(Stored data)
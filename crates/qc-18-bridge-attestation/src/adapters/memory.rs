//! In-memory key-value store.

use crate::domain::errors::KVStoreError;
use crate::domain::keys::KeyRange;
use crate::ports::outbound::{BatchOperation, KeyValueStore, ScanOrder, ScanResult};
use std::collections::BTreeMap;
use std::ops::Bound;

/// In-memory key-value store for unit tests and tooling.
///
/// Backed by a `BTreeMap`, so scans come out in raw byte order.
#[derive(Debug, Default, Clone)]
pub struct InMemoryKVStore {
    data: BTreeMap<Vec<u8>, Vec<u8>>,
}

impl InMemoryKVStore {
    /// Create an empty store.
    pub fn new() -> Self {
        Self::default()
    }

    /// Number of stored keys.
    pub fn len(&self) -> usize {
        self.data.len()
    }

    /// Whether the store holds no keys.
    pub fn is_empty(&self) -> bool {
        self.data.is_empty()
    }
}

fn btree_range<'a>(
    data: &'a BTreeMap<Vec<u8>, Vec<u8>>,
    range: &KeyRange,
) -> impl DoubleEndedIterator<Item = (&'a Vec<u8>, &'a Vec<u8>)> {
    // BTreeMap::range panics on inverted bounds
    let bounds = if range.is_empty() {
        (Bound::Included(Vec::new()), Bound::Excluded(Vec::new()))
    } else {
        (
            range
                .start
                .clone()
                .map_or(Bound::Unbounded, Bound::Included),
            range.end.clone().map_or(Bound::Unbounded, Bound::Excluded),
        )
    };
    data.range::<Vec<u8>, _>(bounds)
}

impl KeyValueStore for InMemoryKVStore {
    fn get(&self, key: &[u8]) -> Result<Option<Vec<u8>>, KVStoreError> {
        Ok(self.data.get(key).cloned())
    }

    fn put(&mut self, key: &[u8], value: &[u8]) -> Result<(), KVStoreError> {
        self.data.insert(key.to_vec(), value.to_vec());
        Ok(())
    }

    fn delete(&mut self, key: &[u8]) -> Result<(), KVStoreError> {
        self.data.remove(key);
        Ok(())
    }

    fn atomic_batch_write(&mut self, operations: Vec<BatchOperation>) -> Result<(), KVStoreError> {
        // Single-threaded map: applying in order is atomic
        for op in operations {
            match op {
                BatchOperation::Put { key, value } => {
                    self.data.insert(key, value);
                }
                BatchOperation::Delete { key } => {
                    self.data.remove(&key);
                }
            }
        }
        Ok(())
    }

    fn exists(&self, key: &[u8]) -> Result<bool, KVStoreError> {
        Ok(self.data.contains_key(key))
    }

    fn range_scan(&self, range: &KeyRange, order: ScanOrder) -> Result<ScanResult, KVStoreError> {
        let iter = btree_range(&self.data, range).map(|(k, v)| (k.clone(), v.clone()));
        Ok(match order {
            ScanOrder::Ascending => iter.collect(),
            ScanOrder::Descending => iter.rev().collect(),
        })
    }
}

# [ACTION ITEM]
Can you give every line above again, exactly as written?

# [SOLUTION BELOW]
filename crates/qc-18-bridge-attestation/src/adapters/memory.rs
//! In-memory key-value store.

use crate::domain::errors::KVStoreError;
use crate::domain::keys::KeyRange;
use crate::ports::outbound::{BatchOperation, KeyValueStore, ScanOrder, ScanResult};
use std::collections::BTreeMap;
use std::ops::Bound;

/// In-memory key-value store for unit tests and tooling.
///
/// Backed by a `BTreeMap`, so scans come out in raw byte order.
#[derive(Debug, Default, Clone)]
pub struct InMemoryKVStore {
    data: BTreeMap<Vec<u8>, Vec<u8>>,
}

impl InMemoryKVStore {
    /// Create an empty store.
    pub fn new() -> Self {
        Self::default()
    }

    /// Number of stored keys.
    pub fn len(&self) -> usize {
        self.data.len()
    }

    /// Whether the store holds no keys.
    pub fn is_empty(&self) -> bool {
        self.data.is_empty()
    }
}

fn btree_range<'a>(
    data: &'a BTreeMap<Vec<u8>, Vec<u8>>,
    range: &KeyRange,
) -> impl DoubleEndedIterator<Item = (&'a Vec<u8>, &'a Vec<u8>)> {
    // BTreeMap::range panics on inverted bounds
    let bounds = if range.is_empty() {
        (Bound::Included(Vec::new()), Bound::Excluded(Vec::new()))
    } else {
        (
            range
                .start
                .clone()
                .map_or(Bound::Unbounded, Bound::Included),
            range.end.clone().map_or(Bound::Unbounded, Bound::Excluded),
        )
    };
    data.range::<Vec<u8>, _>(bounds)
}

impl KeyValueStore for InMemoryKVStore {
    fn get(&self, key: &[u8]) -> Result<Option<Vec<u8>>, KVStoreError> {
        Ok(self.data.get(key).cloned())
    }

    fn put(&mut self, key: &[u8], value: &[u8]) -> Result<(), KVStoreError> {
        self.data.insert(key.to_vec(), value.to_vec());
        Ok(())
    }

    fn delete(&mut self, key: &[u8]) -> Result<(), KVStoreError> {
        self.data.remove(key);
        Ok(())
    }

    fn atomic_batch_write(&mut self, operations: Vec<BatchOperation>) -> Result<(), KVStoreError> {
        // Single-threaded map: applying in order is atomic
        for op in operations {
            match op {
                BatchOperation::Put { key, value } => {
                    self.data.insert(key, value);
                }
                BatchOperation::Delete { key } => {
                    self.data.remove(&key);
                }
            }
        }
        Ok(())
    }

    fn exists(&self, key: &[u8]) -> Result<bool, KVStoreError> {
        Ok(self.data.contains_key(key))
    }

    fn range_scan(&self, range: &KeyRange, order: ScanOrder) -> Result<ScanResult, KVStoreError> {
        let iter = btree_range(&self.data, range).map(|(k, v)| (k.clone(), v.clone()));
        Ok(match order {
            ScanOrder::Ascending => iter.collect(),
            ScanOrder::Descending => iter.rev().collect(),
        })
    }
}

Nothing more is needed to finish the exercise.